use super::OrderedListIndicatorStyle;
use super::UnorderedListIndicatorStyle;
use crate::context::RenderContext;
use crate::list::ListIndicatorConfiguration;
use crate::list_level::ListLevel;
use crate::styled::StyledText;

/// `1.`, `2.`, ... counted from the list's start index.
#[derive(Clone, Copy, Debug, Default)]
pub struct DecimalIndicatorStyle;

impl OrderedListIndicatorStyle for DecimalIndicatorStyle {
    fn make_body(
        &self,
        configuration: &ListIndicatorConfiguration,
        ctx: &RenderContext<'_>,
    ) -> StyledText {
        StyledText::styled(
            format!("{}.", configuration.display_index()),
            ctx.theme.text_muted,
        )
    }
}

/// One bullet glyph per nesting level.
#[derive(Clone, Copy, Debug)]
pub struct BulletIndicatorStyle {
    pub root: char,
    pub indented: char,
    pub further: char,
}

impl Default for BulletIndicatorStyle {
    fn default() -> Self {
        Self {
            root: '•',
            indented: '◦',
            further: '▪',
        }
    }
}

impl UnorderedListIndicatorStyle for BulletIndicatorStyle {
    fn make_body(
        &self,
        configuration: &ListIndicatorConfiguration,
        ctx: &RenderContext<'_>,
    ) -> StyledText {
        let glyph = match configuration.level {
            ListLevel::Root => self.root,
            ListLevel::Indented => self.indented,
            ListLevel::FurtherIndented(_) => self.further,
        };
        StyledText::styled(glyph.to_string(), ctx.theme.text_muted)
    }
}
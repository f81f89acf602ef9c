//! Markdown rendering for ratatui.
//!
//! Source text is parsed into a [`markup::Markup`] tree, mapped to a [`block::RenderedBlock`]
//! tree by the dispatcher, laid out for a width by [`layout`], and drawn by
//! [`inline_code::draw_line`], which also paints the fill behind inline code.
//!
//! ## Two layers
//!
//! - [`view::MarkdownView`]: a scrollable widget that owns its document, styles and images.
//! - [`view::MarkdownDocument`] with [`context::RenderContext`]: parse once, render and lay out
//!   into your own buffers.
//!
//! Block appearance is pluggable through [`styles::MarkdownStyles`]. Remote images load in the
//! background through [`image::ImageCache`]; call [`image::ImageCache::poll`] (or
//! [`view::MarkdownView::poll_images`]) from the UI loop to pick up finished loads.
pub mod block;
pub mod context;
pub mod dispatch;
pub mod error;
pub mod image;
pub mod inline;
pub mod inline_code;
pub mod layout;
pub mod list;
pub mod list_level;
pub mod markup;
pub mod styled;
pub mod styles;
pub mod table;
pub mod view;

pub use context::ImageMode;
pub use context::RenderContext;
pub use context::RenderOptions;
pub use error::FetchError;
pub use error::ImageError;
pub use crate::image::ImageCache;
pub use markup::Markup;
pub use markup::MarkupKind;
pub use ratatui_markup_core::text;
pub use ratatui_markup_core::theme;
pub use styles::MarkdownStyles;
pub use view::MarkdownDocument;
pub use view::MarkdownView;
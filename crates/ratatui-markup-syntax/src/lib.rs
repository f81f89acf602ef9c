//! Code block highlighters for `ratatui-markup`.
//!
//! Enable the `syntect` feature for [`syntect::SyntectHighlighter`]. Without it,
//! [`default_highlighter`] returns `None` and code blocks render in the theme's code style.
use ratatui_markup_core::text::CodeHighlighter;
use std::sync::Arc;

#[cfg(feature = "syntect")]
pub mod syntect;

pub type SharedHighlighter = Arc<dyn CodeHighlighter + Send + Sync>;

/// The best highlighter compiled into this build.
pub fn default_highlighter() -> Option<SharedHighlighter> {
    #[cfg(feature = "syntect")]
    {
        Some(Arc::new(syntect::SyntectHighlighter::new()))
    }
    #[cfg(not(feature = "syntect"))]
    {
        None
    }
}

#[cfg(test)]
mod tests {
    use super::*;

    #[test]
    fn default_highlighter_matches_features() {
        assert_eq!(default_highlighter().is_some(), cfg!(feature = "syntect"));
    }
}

********************

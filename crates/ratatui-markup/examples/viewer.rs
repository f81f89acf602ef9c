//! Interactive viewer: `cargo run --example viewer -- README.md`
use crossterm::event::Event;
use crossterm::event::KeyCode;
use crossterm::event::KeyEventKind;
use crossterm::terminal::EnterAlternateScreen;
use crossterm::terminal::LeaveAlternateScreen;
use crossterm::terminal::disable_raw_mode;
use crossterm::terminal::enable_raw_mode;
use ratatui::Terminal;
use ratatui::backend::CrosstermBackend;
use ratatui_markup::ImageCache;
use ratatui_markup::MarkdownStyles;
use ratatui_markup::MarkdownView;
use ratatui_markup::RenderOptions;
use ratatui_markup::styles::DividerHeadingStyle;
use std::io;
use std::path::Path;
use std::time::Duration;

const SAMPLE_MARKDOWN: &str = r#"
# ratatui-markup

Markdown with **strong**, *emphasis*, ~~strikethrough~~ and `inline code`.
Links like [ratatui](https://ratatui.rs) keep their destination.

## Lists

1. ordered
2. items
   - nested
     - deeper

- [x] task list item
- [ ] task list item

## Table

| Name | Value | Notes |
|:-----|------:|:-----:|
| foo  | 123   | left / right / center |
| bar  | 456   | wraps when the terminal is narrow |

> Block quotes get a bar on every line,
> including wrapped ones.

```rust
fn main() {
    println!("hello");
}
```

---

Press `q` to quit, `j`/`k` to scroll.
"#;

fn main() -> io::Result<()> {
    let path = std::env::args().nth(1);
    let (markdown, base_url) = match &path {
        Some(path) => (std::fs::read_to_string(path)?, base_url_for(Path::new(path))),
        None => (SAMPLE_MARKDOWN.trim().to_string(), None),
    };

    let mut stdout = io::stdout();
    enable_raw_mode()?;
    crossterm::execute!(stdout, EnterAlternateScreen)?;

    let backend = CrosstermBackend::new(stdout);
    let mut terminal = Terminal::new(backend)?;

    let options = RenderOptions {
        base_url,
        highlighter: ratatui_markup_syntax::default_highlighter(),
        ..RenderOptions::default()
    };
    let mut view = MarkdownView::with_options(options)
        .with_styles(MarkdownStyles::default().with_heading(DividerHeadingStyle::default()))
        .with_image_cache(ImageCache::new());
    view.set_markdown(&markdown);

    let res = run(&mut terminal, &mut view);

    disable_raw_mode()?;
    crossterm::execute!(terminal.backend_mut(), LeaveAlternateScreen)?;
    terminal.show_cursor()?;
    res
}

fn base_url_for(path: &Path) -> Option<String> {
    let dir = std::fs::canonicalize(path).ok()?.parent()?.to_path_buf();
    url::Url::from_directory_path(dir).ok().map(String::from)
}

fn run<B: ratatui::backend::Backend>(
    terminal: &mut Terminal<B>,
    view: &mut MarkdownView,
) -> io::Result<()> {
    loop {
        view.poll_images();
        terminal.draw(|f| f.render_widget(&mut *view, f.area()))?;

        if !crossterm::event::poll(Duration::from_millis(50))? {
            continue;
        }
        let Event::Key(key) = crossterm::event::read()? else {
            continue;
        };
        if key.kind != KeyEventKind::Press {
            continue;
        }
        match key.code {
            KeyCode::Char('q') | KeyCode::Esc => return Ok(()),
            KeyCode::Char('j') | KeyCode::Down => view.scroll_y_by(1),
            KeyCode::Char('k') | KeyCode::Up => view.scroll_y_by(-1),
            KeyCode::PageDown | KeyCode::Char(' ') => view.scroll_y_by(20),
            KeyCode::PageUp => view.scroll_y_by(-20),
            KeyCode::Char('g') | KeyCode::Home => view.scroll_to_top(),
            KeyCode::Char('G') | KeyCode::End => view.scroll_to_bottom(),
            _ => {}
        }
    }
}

********************

**INSTRUCTIONS FOR THE TASK**
The entries above hold a line with "use super::OrderedListIndicatorStyle;" and a later line with "Source text is". Write out exactly those lines and all lines between, nothing more.

**ANSWER FOR THIS EXERCISE**
use super::OrderedListIndicatorStyle;
use super::UnorderedListIndicatorStyle;
use crate::context::RenderContext;
use crate::list::ListIndicatorConfiguration;
use crate::list_level::ListLevel;
use crate::styled::StyledText;

/// `1.`, `2.`, ... counted from the list's start index.
#[derive(Clone, Copy, Debug, Default)]
pub struct DecimalIndicatorStyle;

impl OrderedListIndicatorStyle for DecimalIndicatorStyle {
    fn make_body(
        &self,
        configuration: &ListIndicatorConfiguration,
        ctx: &RenderContext<'_>,
    ) -> StyledText {
        StyledText::styled(
            format!("{}.", configuration.display_index()),
            ctx.theme.text_muted,
        )
    }
}

/// One bullet glyph per nesting level.
#[derive(Clone, Copy, Debug)]
pub struct BulletIndicatorStyle {
    pub root: char,
    pub indented: char,
    pub further: char,
}

impl Default for BulletIndicatorStyle {
    fn default() -> Self {
        Self {
            root: '•',
            indented: '◦',
            further: '▪',
        }
    }
}

impl UnorderedListIndicatorStyle for BulletIndicatorStyle {
    fn make_body(
        &self,
        configuration: &ListIndicatorConfiguration,
        ctx: &RenderContext<'_>,
    ) -> StyledText {
        let glyph = match configuration.level {
            ListLevel::Root => self.root,
            ListLevel::Indented => self.indented,
            ListLevel::FurtherIndented(_) => self.further,
        };
        StyledText::styled(glyph.to_string(), ctx.theme.text_muted)
    }
}
repository f81f89acf602ef9c
//! Markdown rendering for ratatui.
//!
//! Source text is parsed into a [`markup::Markup`] tree, mapped to a [`block::RenderedBlock`]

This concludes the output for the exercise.